Osteoporosis — literally meaning porous bone — is a chronic condition that impacts bone density. That’s why, at AOC, we create treatment plans designed to strengthen your bones and reduce the risk of fractures. Symptoms of different bone disorders can vary from person to person — ranging from silent to severe. We’ll provide diligent testing to help you get the answers you need.
Osteoporosis is a common condition where bones become weak, and it affects both men and women. Bone is living tissue that is in a constant state of regeneration. By their mid-30s, most people begin to lose more bone than can be replaced. As a result, bones become thinner and weaker in structure.
Osteoporosis is considered silent because there are typically no symptoms. It may come to your attention only after you break a bone. When you have this condition, a fracture can occur even after a minor injury — such as a fall. The most common fractures occur at the spine, wrist, and hip.

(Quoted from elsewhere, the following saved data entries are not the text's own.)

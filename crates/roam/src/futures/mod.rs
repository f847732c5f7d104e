mod paced;
#[cfg(feature = "async-tokio")]
mod runtime;
mod sleep_provider;

#[cfg_attr(docsrs, doc(cfg(feature = "futures")))]
pub use paced::*;
#[cfg_attr(docsrs, doc(cfg(feature = "async-tokio")))]
#[cfg(feature = "async-tokio")]
pub use runtime::*;
#[cfg_attr(docsrs, doc(cfg(feature = "futures")))]
pub use sleep_provider::*;
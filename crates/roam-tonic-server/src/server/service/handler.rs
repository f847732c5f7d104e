//! gRPC service implementation for simulated location streams.
//!
//! This module defines [`LocationStreamService`], the concrete implementation
//! of the [`LocationService`] gRPC service defined in `location.proto`. Each
//! `GetLocation` call gets its own session that walks a fresh copy of the
//! configured path and streams one point per step interval.
//!
//! ## Responsibilities
//!
//! - Validate incoming `GetLocation` requests.
//! - Spawn one session task per accepted call via [`feed_locations`].
//! - Cancel a session as soon as its client goes away.
//! - Stop every session on shutdown and wait for them, bounded by
//!   `SHUTDOWN_TIMEOUT`.

use crate::server::{
    config::{ServerConfig, StreamSettings},
    service::config::Generator,
    streaming::{
        coordinator::feed_locations,
        guard::CancelOnDrop,
        session::{SessionOutcome, StreamSession},
    },
    telemetry::{
        decrement_streams_inflight, increment_requests, increment_stream_errors,
        increment_streams_cancelled, increment_streams_inflight, record_points_per_stream,
        record_stream_duration,
    },
};
use core::pin::Pin;
use futures::TryStreamExt;
#[cfg(feature = "tracing")]
use portable_atomic::{AtomicU64, Ordering};
use roam_tonic_core::{
    Error,
    proto::{LocationRequest, UserLocation, location_service_server::LocationService},
    roam::PathGenerator,
};
use std::sync::Arc;
use tokio::{sync::mpsc, time::error::Elapsed};
use tokio_stream::{Stream, wrappers::ReceiverStream};
use tokio_util::{sync::CancellationToken, task::TaskTracker};
use tonic::{Request, Response, Status};

/// gRPC service streaming simulated user locations.
///
/// Holds the path generator shared by every call, the per-stream settings,
/// and the bookkeeping needed to stop sessions: a service-wide shutdown
/// token and a tracker of running session tasks. Clones share all of it.
#[derive(Clone)]
pub struct LocationStreamService<G = Generator> {
    generator: Arc<G>,
    settings: StreamSettings,
    shutdown_token: CancellationToken,
    sessions: TaskTracker,
    /// Numbers sessions for their tracing spans.
    #[cfg(feature = "tracing")]
    next_session_id: Arc<AtomicU64>,
}

impl LocationStreamService {
    /// Creates a service that walks the configured scenario for every call.
    pub fn new(config: &ServerConfig) -> Self {
        Self::with_generator(config.scenario, config.stream)
    }
}

impl<G> LocationStreamService<G>
where
    G: PathGenerator,
{
    pub fn with_generator(generator: G, settings: StreamSettings) -> Self {
        Self {
            generator: Arc::new(generator),
            settings,
            shutdown_token: CancellationToken::new(),
            sessions: TaskTracker::new(),
            #[cfg(feature = "tracing")]
            next_session_id: Arc::new(AtomicU64::new(0)),
        }
    }

    /// Stops accepting calls and ends every running session.
    ///
    /// Running streams are terminated with `UNAVAILABLE`. Waits for the
    /// session tasks to exit, giving up after the configured shutdown
    /// timeout.
    pub async fn shutdown(&self) -> Result<(), Elapsed> {
        self.shutdown_token.cancel();
        self.sessions.close();

        let res = tokio::time::timeout(self.settings.shutdown_timeout, self.sessions.wait()).await;

        #[cfg(feature = "tracing")]
        match &res {
            Ok(()) => tracing::info!("All sessions stopped"),
            Err(_) => tracing::warn!(
                remaining = self.sessions.len(),
                "Timed out waiting for sessions to stop"
            ),
        }

        res
    }
}

#[tonic::async_trait]
impl<G> LocationService for LocationStreamService<G>
where
    G: PathGenerator + Send + Sync + 'static,
    G::Path: Send + 'static,
{
    type GetLocationStream = Pin<Box<dyn Stream<Item = Result<UserLocation, Status>> + Send>>;

    /// Streams the simulated path for one user.
    ///
    /// Rejects an empty `user_id` with `INVALID_ARGUMENT` and any call made
    /// after shutdown began with `UNAVAILABLE`. Otherwise emits every point of
    /// a fresh walk, one per step interval, and then completes normally.
    ///
    /// If `metrics` is enabled, emits telemetry for:
    /// - request rate
    /// - concurrent stream count
    /// - stream duration
    /// - cancelled streams and stream errors
    #[cfg_attr(feature = "tracing", tracing::instrument(skip_all, fields(user_id = %req.get_ref().user_id)))]
    async fn get_location(
        &self,
        req: Request<LocationRequest>,
    ) -> Result<Response<Self::GetLocationStream>, Status> {
        let user_id = req.into_inner().user_id;

        if user_id.is_empty() {
            increment_stream_errors();
            return Err(Error::missing_user_id().into());
        }

        if self.shutdown_token.is_cancelled() {
            increment_stream_errors();
            return Err(Error::ServiceShutdown.into());
        }

        increment_requests();
        increment_streams_inflight();

        #[cfg(feature = "tracing")]
        let span = {
            let id = self.next_session_id.fetch_add(1, Ordering::Relaxed);
            tracing::info_span!("session", id, %user_id)
        };

        let session = StreamSession::paced(self.generator.generate(), self.settings.step_interval);

        let (resp_tx, resp_rx) =
            mpsc::channel::<Result<UserLocation, Status>>(self.settings.stream_buffer_size);
        let cancel = CancellationToken::new();

        let fut = {
            let cancel = cancel.clone();
            let shutdown = self.shutdown_token.clone();
            async move {
                let started = session.started;
                let outcome = feed_locations(session, resp_tx, cancel, shutdown).await;

                #[cfg(feature = "tracing")]
                tracing::info!(
                    outcome = outcome.as_str(),
                    emitted = outcome.emitted(),
                    "Stream finished"
                );

                if !matches!(outcome, SessionOutcome::Completed { .. }) {
                    increment_streams_cancelled(outcome.as_str());
                }
                decrement_streams_inflight();
                record_points_per_stream(outcome.emitted() as f64);
                record_stream_duration(started.elapsed().as_millis() as f64);
            }
        };
        #[cfg(feature = "tracing")]
        let fut = {
            use tracing::Instrument;
            fut.instrument(span)
        };

        self.sessions.spawn(fut);

        let stream = ReceiverStream::new(resp_rx).inspect_err(|_e| {
            increment_stream_errors();
        });

        Ok(Response::new(Box::pin(CancelOnDrop::new(stream, cancel))))
    }
}

#[cfg(test)]
mod tests {
    use super::*;
    use core::time::Duration;
    use futures::StreamExt;
    use roam_tonic_core::{
        proto::location_service_client::LocationServiceClient,
        proto::location_service_server::LocationServiceServer,
        roam::{Coordinate, PathRequest},
    };
    use tokio_stream::wrappers::TcpListenerStream;
    use tonic::{Code, transport::Server};

    const INTERVAL: Duration = Duration::from_millis(500);

    fn scenario(steps: usize) -> PathRequest {
        PathRequest::new(Coordinate::new(12.9177, 77.6238), 10.0, steps, 90.0)
    }

    fn service(steps: usize, step_interval: Duration) -> LocationStreamService {
        LocationStreamService::with_generator(
            scenario(steps),
            StreamSettings {
                step_interval,
                stream_buffer_size: 4,
                shutdown_timeout: Duration::from_secs(3),
            },
        )
    }

    fn request(user_id: &str) -> Request<LocationRequest> {
        Request::new(LocationRequest {
            user_id: user_id.to_string(),
        })
    }

    #[tokio::test]
    async fn rejects_empty_user_id() {
        let svc = service(5, INTERVAL);
        let status = svc.get_location(request("")).await.err().unwrap();
        assert_eq!(status.code(), Code::InvalidArgument);
        assert_eq!(status.message(), "user identifier is required");
        assert!(svc.sessions.is_empty());
    }

    #[tokio::test(start_paused = true)]
    async fn streams_the_whole_path_then_completes() {
        let svc = service(5, INTERVAL);
        let mut stream = svc.get_location(request("u1")).await.unwrap().into_inner();

        let mut received = Vec::new();
        while let Some(msg) = stream.next().await {
            received.push(Coordinate::from(msg.unwrap()));
        }
        assert_eq!(received, scenario(5).generate().collect::<Vec<_>>());
    }

    #[tokio::test(start_paused = true)]
    async fn each_call_starts_its_own_walk() {
        let svc = service(4, INTERVAL);
        let mut a = svc.get_location(request("a")).await.unwrap().into_inner();
        let first_a = a.next().await.unwrap().unwrap();
        let second_a = a.next().await.unwrap().unwrap();

        let mut b = svc.get_location(request("b")).await.unwrap().into_inner();
        let first_b = b.next().await.unwrap().unwrap();

        assert_eq!(first_a, first_b);
        assert_ne!(second_a, first_b);
    }

    #[tokio::test(start_paused = true)]
    async fn zero_steps_completes_immediately() {
        let svc = service(0, INTERVAL);
        let mut stream = svc.get_location(request("idle")).await.unwrap().into_inner();
        assert!(stream.next().await.is_none());
    }

    #[tokio::test(start_paused = true)]
    async fn dropping_the_response_stops_the_session() {
        let svc = service(1500, INTERVAL);
        let mut stream = svc.get_location(request("leaver")).await.unwrap().into_inner();
        stream.next().await.unwrap().unwrap();
        drop(stream);

        svc.sessions.close();
        tokio::time::timeout(Duration::from_secs(1), svc.sessions.wait())
            .await
            .unwrap();
        assert!(svc.sessions.is_empty());
    }

    #[tokio::test(start_paused = true)]
    async fn shutdown_ends_running_streams_and_rejects_new_calls() {
        let svc = service(1500, INTERVAL);
        let mut stream = svc.get_location(request("rider")).await.unwrap().into_inner();
        stream.next().await.unwrap().unwrap();

        svc.shutdown().await.unwrap();

        let mut last = None;
        while let Some(msg) = stream.next().await {
            last = Some(msg);
        }
        assert_eq!(last.unwrap().unwrap_err().code(), Code::Unavailable);

        let status = svc.get_location(request("late")).await.err().unwrap();
        assert_eq!(status.code(), Code::Unavailable);
    }

    #[tokio::test]
    async fn serves_locations_over_grpc() {
        let listener = tokio::net::TcpListener::bind("127.0.0.1:0").await.unwrap();
        let addr = listener.local_addr().unwrap();

        let server = tokio::spawn(
            Server::builder()
                .add_service(LocationServiceServer::new(service(3, Duration::from_millis(5))))
                .serve_with_incoming(TcpListenerStream::new(listener)),
        );

        let mut client = LocationServiceClient::connect(format!("http://{addr}"))
            .await
            .unwrap();

        let mut stream = client.get_location(request("e2e")).await.unwrap().into_inner();
        let mut received = Vec::new();
        while let Some(loc) = stream.message().await.unwrap() {
            received.push(Coordinate::from(loc));
        }
        assert_eq!(received, scenario(3).generate().collect::<Vec<_>>());

        let status = client.get_location(request("")).await.err().unwrap();
        assert_eq!(status.code(), Code::InvalidArgument);

        server.abort();
    }
}
#![doc = include_str!("../README.md")]

mod common;
pub use common::*;
// Public re-export so downstream crates can access `roam` via
// `roam_tonic_core::roam`
pub use roam;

The main goal of treating osteoporosis is to prevent such fractures in the first place. If you already have osteoporosis, new medications are available to slow or even stop the bones from getting weaker. As a result, they decrease the chance of experiencing a fracture.
As you age, the inside of your bones become porous from a loss of calcium. This is called losing bone mass. Osteopenia refers to bone mass that is lower than normal peak mass but not low enough to be classified as osteoporosis.
Osteopenia is not a disease, but if you meet the criteria for osteopenia, you are at higher risk for developing osteoporosis. Some people who have osteopenia may not have bone loss. They may just naturally have a lower bone mass. Osteopenia may also be the result of one or more other conditions, disease processes, or treatments.
Women are far more likely to develop osteoporosis than men. This is because women have a lower peak mass and because the loss of bone mass speeds up as hormonal changes take place at the time of menopause.
Postmenopausal osteoporosis is the direct relationship between the lack of estrogen after menopause and the development of osteoporosis. After menopause, bone resorption overtakes the building of new bone.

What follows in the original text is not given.